Na última quarta-feira, estávamos eu, um crioulinho muito bem vestido, um senhor de uns cinquenta anos e uma velha gorda. Comecei, é claro, imediatamente a imaginar qual era a loucura de cada um deles. Que motivos os teriam trazido até ali? Qual seria o problema de cada um deles? Não foi difícil, porque eu já partia do princípio que todos eram loucos, como eu. Senão não estariam ali, tão cabisbaixos e ensimesmados. Em si mesmos.

O pretinho, por exemplo. Claro que a cor, num país racista como o nosso, deve ter contribuído muito para levá-lo até aquela poltrona de vime. Deve gostar de uma branca, e os pais dela não aprovam o casamento, pensei. Ou será que não conseguiu entrar como sócio do Harmonia? Notei que o tênis dele estava um pouco velho. Problema de ascensão social, com certeza. O olhar dele era triste, cansado. Comecei a ficar com pena dele. Depois notei que ele trazia uma mala. Podia ser o corpo da namorada esquartejada lá dentro. Talvez apenas a cabeça. Devia ser um assassino, ou suicida, no mínimo. Podia ter também uma arma lá dentro. Podia ser perigoso. Afastei-me um pouco dele no sofá. Ele dava olhadas furtivas para dentro da sua mala assassina.

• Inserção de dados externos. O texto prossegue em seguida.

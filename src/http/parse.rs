use crate::error::{ServerError, ServerResult};
use crate::http::{Body, Connection, Method, Request};
use std::collections::HashMap;
use std::io;
use tokio::io::{AsyncBufReadExt, AsyncReadExt};

const MAX_HEAD_LINE: usize = 8 * 1024;
const MAX_HEADERS: usize = 100;

/// Reads one HTTP/1.x request. `Ok(None)` means the peer closed the
/// connection before sending anything.
pub(crate) async fn read_request(
    conn: &mut Connection,
    max_body_size: usize,
) -> ServerResult<Option<Request>> {
    let mut request_line = String::new();
    // Tolerate stray CRLFs between pipelined requests.
    loop {
        request_line.clear();
        if read_line(conn, &mut request_line).await? == 0 {
            return Ok(None);
        }
        if !request_line.trim().is_empty() {
            break;
        }
    }

    let mut parts = request_line.split_whitespace();
    let method = parts
        .next()
        .ok_or_else(|| ServerError::BadRequest("invalid request line".into()))?;
    let method = Method::from_string(method)
        .ok_or_else(|| ServerError::BadRequest(format!("unsupported method {}", method)))?;
    let uri = parts
        .next()
        .ok_or_else(|| ServerError::BadRequest("invalid request line".into()))?
        .to_string();
    let proto = parts.next().unwrap_or("HTTP/1.0").to_string();
    if !proto.starts_with("HTTP/1.") {
        return Err(ServerError::BadRequest(format!("unsupported protocol {}", proto)));
    }

    // Split path and query
    let (path, query) = match uri.split_once('?') {
        Some((path, query)) => (path.to_string(), Request::parse_query(query)),
        None => (uri.clone(), HashMap::new()),
    };

    let mut headers = HashMap::new();
    loop {
        let mut line = String::new();
        if read_line(conn, &mut line).await? == 0 {
            return Err(ServerError::BadRequest("connection closed inside headers".into()));
        }
        if line.trim().is_empty() {
            break;
        }
        if headers.len() >= MAX_HEADERS {
            return Err(ServerError::BadRequest("too many headers".into()));
        }
        match line.trim_end().split_once(':') {
            Some((key, value)) => {
                headers.insert(key.trim().to_lowercase(), value.trim().to_string());
            }
            None => return Err(ServerError::BadRequest(format!("malformed header {:?}", line))),
        }
    }

    // Only Content-Length framing is read; anything else would leave the
    // body on the wire to be parsed as the next request.
    if headers.contains_key("transfer-encoding") {
        return Err(ServerError::BadRequest("transfer-encoding is not supported".into()));
    }

    let content_length = match headers.get("content-length") {
        Some(value) => value
            .parse::<u64>()
            .map_err(|_| ServerError::BadRequest("invalid content-length".into()))?,
        None => 0,
    };
    if content_length > max_body_size as u64 {
        return Err(ServerError::PayloadTooLarge(max_body_size));
    }

    let mut data = Vec::with_capacity(content_length as usize);
    if content_length > 0 {
        (&mut conn.stream)
            .take(content_length)
            .read_to_end(&mut data)
            .await?;
        if (data.len() as u64) < content_length {
            return Err(ServerError::BadRequest("body shorter than content-length".into()));
        }
    }
    let content_type = headers.get("content-type").cloned().unwrap_or_default();

    Ok(Some(Request {
        method,
        uri,
        path,
        query,
        proto,
        headers,
        content_length,
        remote_addr: conn.peer_addr(),
        body: Body {
            content_type,
            data,
        },
    }))
}

async fn read_line(conn: &mut Connection, line: &mut String) -> ServerResult<usize> {
    let read = (&mut conn.stream)
        .take(MAX_HEAD_LINE as u64)
        .read_line(line)
        .await
        .map_err(|e| match e.kind() {
            io::ErrorKind::InvalidData => ServerError::BadRequest("request head is not valid UTF-8".into()),
            _ => ServerError::IoError(e),
        })?;
    if read == MAX_HEAD_LINE && !line.ends_with('\n') {
        return Err(ServerError::BadRequest("header line too long".into()));
    }
    Ok(read)
}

E o senhor de terno preto, gravata, meia e sapatos também pretos? Como ele estava sofrendo, coitado. Ele disfarçava, mas notei que tinha um pequeno tique no olho esquerdo. Corno, na certa. E manso. Corno manso sempre tem tiques. Já notaram? Observo as mãos. Roia as unhas. Insegurança total, medo de viver. Filho drogado? Bem provável. Como era infeliz este meu personagem. Uma hora tirou o lenço, e eu já estava esperando as lágrimas quando ele assoou o nariz violentamente, interrompendo o Herman Hesse da outra. Faltava um botão na camisa. Claro, abandonado pela esposa. Devia morar num flat, pagar caro, devia ter dívidas astronômicas. Homossexual? Acho que não. Ninguém beijaria um homem com um bigode daqueles. Tingido.

Mas a melhor, a mais doida, era a louca gorda e baixinha. Que bunda imensa! Como sofria, meu Deus. Bastava olhar no rosto dela. Não devia fazer amor há mais de trinta anos. Será que se masturbaria? Será que era este o problema dela? Uma velha masturbadora? Não! Tirou um terço da bolsa e começou a rezar. Meu Deus, o caso é mais grave do que eu pensava. Estava no quinto cigarro em dez minutos. Tensa. Coitada. O que deve ser dos filhos dela? Acho que os filhos não comem a macarronada dela há dezenas e dezenas de domingos. Tinha cara também de quem tinha uma prisão de ventre crônica. Tinha cara, também, de quem mentia para o analista. Minha mãe rezaria uma Salve-Rainha por ela, se a conhecesse.

Acabou o meu tempo. Tenho que ir conversar com o meu terapeuta. Conto para ele a minha viagem na sala de espera. Ele ri, ri muito, o meu terapeuta:

– O Ditinho é o nosso office-boy. O de terno preto é representante de um laboratório multinacional de remédios lá do Ipiranga, e passa por aqui uma vez por mês com as novidades. E a gordinha é a dona Dirce, a minha mãe. E você não vai ter alta tão cedo.